[Collected data]
========

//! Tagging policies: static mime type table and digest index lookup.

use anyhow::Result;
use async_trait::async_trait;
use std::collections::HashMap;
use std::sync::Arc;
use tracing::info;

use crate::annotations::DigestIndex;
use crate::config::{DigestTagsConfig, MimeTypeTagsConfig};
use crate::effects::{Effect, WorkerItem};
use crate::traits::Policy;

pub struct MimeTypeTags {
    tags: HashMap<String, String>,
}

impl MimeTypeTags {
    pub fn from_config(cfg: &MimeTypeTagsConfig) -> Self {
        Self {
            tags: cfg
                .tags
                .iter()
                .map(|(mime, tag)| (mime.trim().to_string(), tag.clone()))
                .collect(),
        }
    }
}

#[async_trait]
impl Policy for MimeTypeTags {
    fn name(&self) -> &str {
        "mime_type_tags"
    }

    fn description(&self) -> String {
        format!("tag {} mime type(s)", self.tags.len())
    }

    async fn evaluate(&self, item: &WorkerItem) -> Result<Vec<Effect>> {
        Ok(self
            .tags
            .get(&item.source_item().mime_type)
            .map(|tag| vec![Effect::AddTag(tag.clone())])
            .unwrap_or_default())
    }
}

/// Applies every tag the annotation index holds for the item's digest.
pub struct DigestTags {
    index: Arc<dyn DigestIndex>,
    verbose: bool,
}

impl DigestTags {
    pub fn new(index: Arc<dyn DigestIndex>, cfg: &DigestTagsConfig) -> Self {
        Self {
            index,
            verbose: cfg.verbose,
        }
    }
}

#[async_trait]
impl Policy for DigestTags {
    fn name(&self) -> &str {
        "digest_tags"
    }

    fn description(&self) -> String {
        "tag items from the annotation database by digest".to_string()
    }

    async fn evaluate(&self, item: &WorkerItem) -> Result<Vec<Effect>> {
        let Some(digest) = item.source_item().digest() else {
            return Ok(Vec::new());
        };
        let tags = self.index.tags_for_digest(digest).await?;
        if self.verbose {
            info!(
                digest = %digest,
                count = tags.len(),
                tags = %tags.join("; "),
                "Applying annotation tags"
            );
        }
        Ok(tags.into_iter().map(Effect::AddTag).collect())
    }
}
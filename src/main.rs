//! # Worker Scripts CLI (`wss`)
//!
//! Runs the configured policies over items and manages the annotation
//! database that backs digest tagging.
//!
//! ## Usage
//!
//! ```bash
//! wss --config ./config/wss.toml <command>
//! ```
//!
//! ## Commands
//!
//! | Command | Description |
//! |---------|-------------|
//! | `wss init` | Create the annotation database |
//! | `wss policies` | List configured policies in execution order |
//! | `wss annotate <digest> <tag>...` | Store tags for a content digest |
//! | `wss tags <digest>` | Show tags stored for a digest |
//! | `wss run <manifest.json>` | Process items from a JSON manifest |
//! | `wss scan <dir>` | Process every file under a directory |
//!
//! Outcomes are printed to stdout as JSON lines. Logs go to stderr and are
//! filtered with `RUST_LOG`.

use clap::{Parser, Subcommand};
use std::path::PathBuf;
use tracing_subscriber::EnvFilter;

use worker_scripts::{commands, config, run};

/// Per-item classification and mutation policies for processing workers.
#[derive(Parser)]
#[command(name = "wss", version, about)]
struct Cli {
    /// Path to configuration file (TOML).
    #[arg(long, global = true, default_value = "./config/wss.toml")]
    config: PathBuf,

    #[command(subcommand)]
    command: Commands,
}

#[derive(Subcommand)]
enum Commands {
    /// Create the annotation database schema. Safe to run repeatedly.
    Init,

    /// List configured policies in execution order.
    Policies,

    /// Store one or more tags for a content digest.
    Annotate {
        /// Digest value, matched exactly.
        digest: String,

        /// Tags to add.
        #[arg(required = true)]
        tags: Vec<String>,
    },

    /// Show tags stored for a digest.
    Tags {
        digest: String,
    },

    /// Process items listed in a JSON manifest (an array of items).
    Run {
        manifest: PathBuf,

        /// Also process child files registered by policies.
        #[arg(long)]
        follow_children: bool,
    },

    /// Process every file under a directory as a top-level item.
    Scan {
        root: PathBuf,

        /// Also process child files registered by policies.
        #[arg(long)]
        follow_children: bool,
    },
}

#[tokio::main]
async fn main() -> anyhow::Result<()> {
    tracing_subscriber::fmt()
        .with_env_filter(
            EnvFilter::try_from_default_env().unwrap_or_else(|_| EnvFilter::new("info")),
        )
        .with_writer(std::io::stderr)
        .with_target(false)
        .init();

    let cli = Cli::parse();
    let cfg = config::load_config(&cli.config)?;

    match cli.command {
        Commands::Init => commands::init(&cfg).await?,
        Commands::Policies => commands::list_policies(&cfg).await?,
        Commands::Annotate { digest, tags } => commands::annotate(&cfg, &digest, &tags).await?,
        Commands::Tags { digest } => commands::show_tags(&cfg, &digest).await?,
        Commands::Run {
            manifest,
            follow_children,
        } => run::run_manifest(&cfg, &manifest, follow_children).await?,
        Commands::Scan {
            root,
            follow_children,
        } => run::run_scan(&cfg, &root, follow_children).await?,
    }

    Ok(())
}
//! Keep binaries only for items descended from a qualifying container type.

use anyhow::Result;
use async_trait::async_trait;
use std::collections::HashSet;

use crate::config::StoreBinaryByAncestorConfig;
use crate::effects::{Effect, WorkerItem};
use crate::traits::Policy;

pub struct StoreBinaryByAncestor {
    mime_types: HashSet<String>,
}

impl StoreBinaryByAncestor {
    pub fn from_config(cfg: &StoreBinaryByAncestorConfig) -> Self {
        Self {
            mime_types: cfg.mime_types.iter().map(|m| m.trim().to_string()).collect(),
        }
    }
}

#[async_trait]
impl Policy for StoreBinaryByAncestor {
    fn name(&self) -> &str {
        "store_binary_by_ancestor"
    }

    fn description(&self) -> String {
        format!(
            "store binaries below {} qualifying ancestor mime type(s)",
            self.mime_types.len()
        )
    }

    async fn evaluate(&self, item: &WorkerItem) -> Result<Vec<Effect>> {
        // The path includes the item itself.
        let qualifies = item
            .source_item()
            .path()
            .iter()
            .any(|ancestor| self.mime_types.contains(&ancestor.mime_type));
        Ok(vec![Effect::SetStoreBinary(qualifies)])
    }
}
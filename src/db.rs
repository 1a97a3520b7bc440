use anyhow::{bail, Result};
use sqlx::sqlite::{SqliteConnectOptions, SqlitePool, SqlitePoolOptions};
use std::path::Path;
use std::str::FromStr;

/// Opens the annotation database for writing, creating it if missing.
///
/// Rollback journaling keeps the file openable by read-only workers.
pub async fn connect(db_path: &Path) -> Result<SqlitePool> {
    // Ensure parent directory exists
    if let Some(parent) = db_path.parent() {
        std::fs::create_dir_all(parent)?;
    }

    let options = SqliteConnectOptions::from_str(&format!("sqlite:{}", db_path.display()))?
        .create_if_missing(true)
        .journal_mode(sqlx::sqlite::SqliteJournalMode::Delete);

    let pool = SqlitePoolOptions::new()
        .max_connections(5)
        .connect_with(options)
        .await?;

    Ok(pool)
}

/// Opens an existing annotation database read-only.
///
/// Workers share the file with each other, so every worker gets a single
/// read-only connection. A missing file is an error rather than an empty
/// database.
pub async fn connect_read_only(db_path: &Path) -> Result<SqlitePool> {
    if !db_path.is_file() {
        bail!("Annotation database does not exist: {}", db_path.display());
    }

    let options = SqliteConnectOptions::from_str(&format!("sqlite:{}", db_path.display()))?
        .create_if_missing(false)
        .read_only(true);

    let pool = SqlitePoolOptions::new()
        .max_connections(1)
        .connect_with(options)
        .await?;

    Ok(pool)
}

========

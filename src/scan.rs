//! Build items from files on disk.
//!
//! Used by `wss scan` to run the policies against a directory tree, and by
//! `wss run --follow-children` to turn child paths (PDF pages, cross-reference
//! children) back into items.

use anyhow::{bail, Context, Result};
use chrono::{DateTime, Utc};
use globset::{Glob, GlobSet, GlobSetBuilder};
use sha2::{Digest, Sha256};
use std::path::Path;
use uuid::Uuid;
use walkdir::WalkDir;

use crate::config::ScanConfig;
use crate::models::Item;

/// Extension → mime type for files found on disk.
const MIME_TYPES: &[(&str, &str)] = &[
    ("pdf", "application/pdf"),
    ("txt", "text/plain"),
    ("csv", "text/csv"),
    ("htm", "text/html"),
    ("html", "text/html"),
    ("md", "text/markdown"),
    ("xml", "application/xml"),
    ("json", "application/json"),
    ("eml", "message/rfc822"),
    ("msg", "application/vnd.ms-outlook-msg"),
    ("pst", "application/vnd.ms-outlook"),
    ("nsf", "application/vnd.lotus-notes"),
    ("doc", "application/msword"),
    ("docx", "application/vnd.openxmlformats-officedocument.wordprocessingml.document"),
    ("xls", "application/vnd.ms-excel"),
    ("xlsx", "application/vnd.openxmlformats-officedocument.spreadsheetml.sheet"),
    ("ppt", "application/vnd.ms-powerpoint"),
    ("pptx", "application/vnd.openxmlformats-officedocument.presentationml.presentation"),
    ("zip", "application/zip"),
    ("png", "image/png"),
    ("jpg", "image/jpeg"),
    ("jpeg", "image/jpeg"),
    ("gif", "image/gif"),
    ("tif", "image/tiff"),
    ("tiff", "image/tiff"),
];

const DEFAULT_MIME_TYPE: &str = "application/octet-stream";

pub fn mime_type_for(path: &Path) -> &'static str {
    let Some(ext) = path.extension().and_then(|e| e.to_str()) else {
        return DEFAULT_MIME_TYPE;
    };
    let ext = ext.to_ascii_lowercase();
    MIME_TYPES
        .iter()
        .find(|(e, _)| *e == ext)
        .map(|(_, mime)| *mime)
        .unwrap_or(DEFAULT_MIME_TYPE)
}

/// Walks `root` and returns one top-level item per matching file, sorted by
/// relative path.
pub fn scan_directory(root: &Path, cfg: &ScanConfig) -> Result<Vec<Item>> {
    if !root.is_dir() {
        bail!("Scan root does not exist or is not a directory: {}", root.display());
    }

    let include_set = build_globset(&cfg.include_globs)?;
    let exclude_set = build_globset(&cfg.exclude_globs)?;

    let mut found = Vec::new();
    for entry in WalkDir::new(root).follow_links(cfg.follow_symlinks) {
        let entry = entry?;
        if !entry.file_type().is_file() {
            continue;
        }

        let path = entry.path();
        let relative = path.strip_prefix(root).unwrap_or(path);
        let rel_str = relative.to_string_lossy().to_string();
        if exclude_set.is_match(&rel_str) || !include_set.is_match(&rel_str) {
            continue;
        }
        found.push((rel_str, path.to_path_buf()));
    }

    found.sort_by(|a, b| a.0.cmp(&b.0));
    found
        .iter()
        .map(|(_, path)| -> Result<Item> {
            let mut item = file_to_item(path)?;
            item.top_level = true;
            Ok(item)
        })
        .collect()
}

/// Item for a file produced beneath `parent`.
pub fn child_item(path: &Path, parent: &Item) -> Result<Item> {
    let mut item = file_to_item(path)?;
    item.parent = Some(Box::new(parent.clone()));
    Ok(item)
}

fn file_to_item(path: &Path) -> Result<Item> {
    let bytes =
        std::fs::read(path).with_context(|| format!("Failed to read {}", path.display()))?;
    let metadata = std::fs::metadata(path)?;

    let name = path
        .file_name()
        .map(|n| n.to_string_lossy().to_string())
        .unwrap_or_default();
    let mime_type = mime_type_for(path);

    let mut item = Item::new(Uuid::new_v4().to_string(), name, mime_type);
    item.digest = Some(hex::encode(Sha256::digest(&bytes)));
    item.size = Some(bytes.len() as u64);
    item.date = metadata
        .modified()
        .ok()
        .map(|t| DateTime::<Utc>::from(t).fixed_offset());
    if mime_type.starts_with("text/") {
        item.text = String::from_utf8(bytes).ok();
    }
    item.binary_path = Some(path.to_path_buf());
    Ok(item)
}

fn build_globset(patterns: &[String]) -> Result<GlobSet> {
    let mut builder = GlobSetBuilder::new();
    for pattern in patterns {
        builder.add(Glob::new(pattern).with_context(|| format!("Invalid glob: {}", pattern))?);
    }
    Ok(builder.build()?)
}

========

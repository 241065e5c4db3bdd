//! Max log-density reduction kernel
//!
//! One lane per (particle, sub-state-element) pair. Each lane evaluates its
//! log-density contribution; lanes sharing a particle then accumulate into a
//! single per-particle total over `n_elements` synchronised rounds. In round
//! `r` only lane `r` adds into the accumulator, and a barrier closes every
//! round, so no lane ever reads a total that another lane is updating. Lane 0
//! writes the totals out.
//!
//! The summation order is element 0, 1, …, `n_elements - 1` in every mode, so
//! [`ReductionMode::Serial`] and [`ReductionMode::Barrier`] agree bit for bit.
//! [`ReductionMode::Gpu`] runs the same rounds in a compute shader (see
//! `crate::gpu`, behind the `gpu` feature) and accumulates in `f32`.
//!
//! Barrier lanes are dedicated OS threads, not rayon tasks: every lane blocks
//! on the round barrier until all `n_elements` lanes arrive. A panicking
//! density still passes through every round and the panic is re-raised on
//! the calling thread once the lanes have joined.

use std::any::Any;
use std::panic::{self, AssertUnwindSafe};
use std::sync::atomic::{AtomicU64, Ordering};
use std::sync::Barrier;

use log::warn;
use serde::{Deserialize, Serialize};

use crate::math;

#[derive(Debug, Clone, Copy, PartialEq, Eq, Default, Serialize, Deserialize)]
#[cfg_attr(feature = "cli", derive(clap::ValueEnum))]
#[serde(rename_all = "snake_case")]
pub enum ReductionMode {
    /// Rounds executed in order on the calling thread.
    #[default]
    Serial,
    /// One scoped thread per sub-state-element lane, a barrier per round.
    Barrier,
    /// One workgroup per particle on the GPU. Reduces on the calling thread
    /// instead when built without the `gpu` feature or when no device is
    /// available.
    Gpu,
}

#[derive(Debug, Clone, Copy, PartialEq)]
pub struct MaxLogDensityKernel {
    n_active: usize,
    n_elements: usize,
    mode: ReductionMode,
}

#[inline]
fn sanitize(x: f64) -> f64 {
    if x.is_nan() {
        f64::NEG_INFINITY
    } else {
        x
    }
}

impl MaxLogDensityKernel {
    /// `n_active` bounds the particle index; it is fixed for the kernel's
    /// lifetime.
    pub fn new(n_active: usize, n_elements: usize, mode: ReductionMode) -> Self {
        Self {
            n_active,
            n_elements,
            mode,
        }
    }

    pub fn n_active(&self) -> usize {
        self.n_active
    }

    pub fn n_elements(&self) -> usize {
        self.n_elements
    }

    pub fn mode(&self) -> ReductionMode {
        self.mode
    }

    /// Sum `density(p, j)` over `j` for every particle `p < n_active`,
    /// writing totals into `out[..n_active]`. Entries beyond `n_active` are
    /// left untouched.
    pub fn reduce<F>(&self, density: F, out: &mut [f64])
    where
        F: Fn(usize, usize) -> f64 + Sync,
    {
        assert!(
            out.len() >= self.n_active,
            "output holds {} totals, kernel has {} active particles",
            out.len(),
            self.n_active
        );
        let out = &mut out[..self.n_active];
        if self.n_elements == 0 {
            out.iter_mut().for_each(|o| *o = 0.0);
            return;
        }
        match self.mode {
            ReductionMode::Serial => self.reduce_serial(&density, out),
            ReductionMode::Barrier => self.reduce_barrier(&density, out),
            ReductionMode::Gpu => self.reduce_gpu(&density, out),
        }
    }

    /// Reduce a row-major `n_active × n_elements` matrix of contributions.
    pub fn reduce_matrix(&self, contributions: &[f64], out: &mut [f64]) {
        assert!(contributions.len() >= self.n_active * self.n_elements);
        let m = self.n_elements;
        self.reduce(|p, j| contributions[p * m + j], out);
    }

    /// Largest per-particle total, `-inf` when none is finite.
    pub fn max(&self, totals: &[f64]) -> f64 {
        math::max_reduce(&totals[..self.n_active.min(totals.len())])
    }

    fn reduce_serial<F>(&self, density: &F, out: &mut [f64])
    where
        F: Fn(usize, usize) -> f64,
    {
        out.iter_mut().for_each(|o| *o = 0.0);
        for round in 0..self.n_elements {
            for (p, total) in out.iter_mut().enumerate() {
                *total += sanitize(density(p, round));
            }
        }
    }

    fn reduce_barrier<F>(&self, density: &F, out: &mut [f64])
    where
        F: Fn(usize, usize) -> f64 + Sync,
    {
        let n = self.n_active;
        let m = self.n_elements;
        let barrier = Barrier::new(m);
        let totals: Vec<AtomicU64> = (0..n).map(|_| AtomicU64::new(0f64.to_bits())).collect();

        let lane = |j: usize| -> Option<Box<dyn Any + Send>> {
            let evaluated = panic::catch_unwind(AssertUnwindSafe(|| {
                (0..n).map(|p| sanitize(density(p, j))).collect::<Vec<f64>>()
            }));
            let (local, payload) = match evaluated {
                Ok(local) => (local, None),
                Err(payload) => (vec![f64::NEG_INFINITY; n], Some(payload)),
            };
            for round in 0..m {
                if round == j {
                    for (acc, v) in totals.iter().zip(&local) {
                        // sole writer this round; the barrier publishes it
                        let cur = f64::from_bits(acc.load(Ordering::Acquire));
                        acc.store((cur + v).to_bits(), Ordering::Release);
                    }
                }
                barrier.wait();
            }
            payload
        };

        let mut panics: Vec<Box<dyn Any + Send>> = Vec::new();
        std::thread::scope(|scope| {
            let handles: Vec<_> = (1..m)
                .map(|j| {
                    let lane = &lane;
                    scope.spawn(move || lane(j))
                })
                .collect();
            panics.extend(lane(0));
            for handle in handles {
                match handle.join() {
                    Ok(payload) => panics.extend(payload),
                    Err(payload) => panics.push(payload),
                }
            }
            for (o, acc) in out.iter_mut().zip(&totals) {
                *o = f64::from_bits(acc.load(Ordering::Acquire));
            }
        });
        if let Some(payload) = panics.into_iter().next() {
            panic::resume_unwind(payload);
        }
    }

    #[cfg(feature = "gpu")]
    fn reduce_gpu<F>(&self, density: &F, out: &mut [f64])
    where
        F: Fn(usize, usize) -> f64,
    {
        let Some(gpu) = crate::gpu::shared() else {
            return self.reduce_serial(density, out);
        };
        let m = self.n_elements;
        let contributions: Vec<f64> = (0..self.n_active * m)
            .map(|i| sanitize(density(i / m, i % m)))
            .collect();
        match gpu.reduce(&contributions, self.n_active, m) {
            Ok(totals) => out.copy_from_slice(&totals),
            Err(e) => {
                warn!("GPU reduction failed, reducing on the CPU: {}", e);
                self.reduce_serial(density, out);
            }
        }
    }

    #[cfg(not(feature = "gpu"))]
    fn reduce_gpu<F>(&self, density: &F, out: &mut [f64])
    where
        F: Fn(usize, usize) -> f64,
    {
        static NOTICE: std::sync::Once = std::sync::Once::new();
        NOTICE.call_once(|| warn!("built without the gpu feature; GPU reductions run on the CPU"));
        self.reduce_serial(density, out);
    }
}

========

*TRY IT*
Wherever a line in the records contains the word "usize", copy that line.

*RESPONSE TO THE TASK*
    n_active: usize,
    n_elements: usize,
    pub fn new(n_active: usize, n_elements: usize, mode: ReductionMode) -> Self {
    pub fn n_active(&self) -> usize {
    pub fn n_elements(&self) -> usize {
        F: Fn(usize, usize) -> f64 + Sync,
        F: Fn(usize, usize) -> f64,
        F: Fn(usize, usize) -> f64 + Sync,
        let lane = |j: usize| -> Option<Box<dyn Any + Send>> {
        F: Fn(usize, usize) -> f64,
        F: Fn(usize, usize) -> f64,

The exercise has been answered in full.